Lost City (hydrothermal field)

Lost City is the name of an area of hot springs, or hydrothermal vents at the Atlantis Massif, an oceanic mountain range in the mid-Atlantic.

This massif is part of the Mid-Atlantic Ridge, the volcanically active mountain range that runs through the ocean on the entire length from north to south. Lost City is significantly different from other hydrothermal areas, such as the well-known since the late 1970s, black smoker - vents. It consists of a box with about 30 chimneys composed mainly of calcium carbonate (lime ) and have 30 meters to 60 meters high. In addition, there is a number of small vents. Geologists, chemists and biologists can explore where the abiotic processes and the ways of life of a previously unknown ecosystem, based on methane and hydrogen as an energy source.

Lost City was discovered in December 2000 during an expedition of the National Science Foundation. A second expedition, which was fitted in 2003, used the submarine Alvin to explore the vents. A third expedition, by the National Oceanic and Atmospheric Administration ( NOAA) followed in 2005, with the submarines Hercules and Argus.

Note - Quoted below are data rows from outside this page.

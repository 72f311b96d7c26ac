//! Configuration types

use crate::ConfigError;
use serde::{Deserialize, Serialize};
use std::time::Duration;

/// Core behavioural settings shared by the repository, services and jobs.
#[derive(Debug, Clone, PartialEq, Eq, Serialize, Deserialize)]
pub struct AlpacaConfig {
    /// Lifetime of a cached list envelope.
    pub list_cache_ttl: Duration,
    /// Default deadline applied to a request with no explicit deadline.
    pub operation_timeout: Duration,
    /// Theme stored when a submission leaves it blank.
    pub default_theme: String,
    /// Length of the default statistics window, in days.
    pub rollup_days: u32,
    /// Longest statistics window accepted, in days.
    pub max_rollup_days: u32,
    /// How long a soft-deleted record is kept before the purge job removes it.
    pub purge_retention: Duration,
    /// Period of the purge job.
    pub purge_interval: Duration,
}

impl Default for AlpacaConfig {
    fn default() -> Self {
        Self {
            list_cache_ttl: Duration::from_secs(300),
            operation_timeout: Duration::from_millis(5000),
            default_theme: "default".to_string(),
            rollup_days: 7,
            max_rollup_days: 366,
            purge_retention: Duration::from_secs(30 * 24 * 60 * 60),
            purge_interval: Duration::from_secs(3600),
        }
    }
}

impl AlpacaConfig {
    /// Validate the configuration.
    pub fn validate(&self) -> Result<(), ConfigError> {
        let positive = |field: &str, d: Duration| {
            if d.is_zero() {
                Err(ConfigError::InvalidValue {
                    field: field.to_string(),
                    value: format!("{:?}", d),
                    reason: "must be positive".to_string(),
                })
            } else {
                Ok(())
            }
        };
        positive("list_cache_ttl", self.list_cache_ttl)?;
        positive("operation_timeout", self.operation_timeout)?;
        positive("purge_interval", self.purge_interval)?;

        if self.default_theme.trim().is_empty() {
            return Err(ConfigError::InvalidValue {
                field: "default_theme".to_string(),
                value: self.default_theme.clone(),
                reason: "must not be blank".to_string(),
            });
        }

        if self.rollup_days == 0 || self.rollup_days > self.max_rollup_days {
            return Err(ConfigError::InvalidValue {
                field: "rollup_days".to_string(),
                value: self.rollup_days.to_string(),
                reason: format!("must be between 1 and {}", self.max_rollup_days),
            });
        }

        Ok(())
    }
}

The details of the unusual chemistry and biology of hydrothermal area were published in March 2005.

The vents give mainly methane and hydrogen into the surrounding water. These gases come from highly alkaline fluids, which are concentrated solutions which emerge there with a pH of 9 to 11, and temperatures between 40 ° C and 90 ° C. These fluids caused by the fact that sea water reacts with the rock peridotite in an exothermic process together and it converts to serpentine ( serpentinization ), where ( H2) can be generated in addition methane (CH4), hydrogen sulfide ( H2S) and hydrogen gas. This is possible because the peridotite was raised by tectonic processes from the depths close to the seabed. Other effects include a decrease in the density of the rock and an increase in volume of 20 to 40 %, thereby creating additional cracks in the rock and caused sea water can penetrate into previously unaffected areas of the peridotite.

However, in contrast to the black smokers these fluids promote only insignificant amounts of carbon dioxide or metals. The temperatures and pH values ​​of the black smoker fluids are also significantly different.

The isotope ratios of strontium, carbon and oxygen, as well as radiocarbon datings occupy at least 30,000 years of hydrothermal activity at the Lost City, so it is older by at least two orders of magnitude, than the previously known black smokers. Correspondingly, the life forms in the two types of hydrothermal areas differ enormously. The chimneys of the Lost City can be the high biomass of microorganisms miss that are typical of the Black Smoker. Nevertheless Lost City hosts a variety of small invertebrates that reside primarily on the calcified structures, including snails, clams, polychaete worms, amphipods and ostracods ( Ostracoda ). Inside the vents live Methanosarcina -like archaea that oxidize the escaping methane, in addition to relatives of Firmicutes. Outside the vents oxidize other archaebacteria both methane and sulfur and hydrogen, such as the recently described new ANME 1 and other bacteria, including Proteobacteria.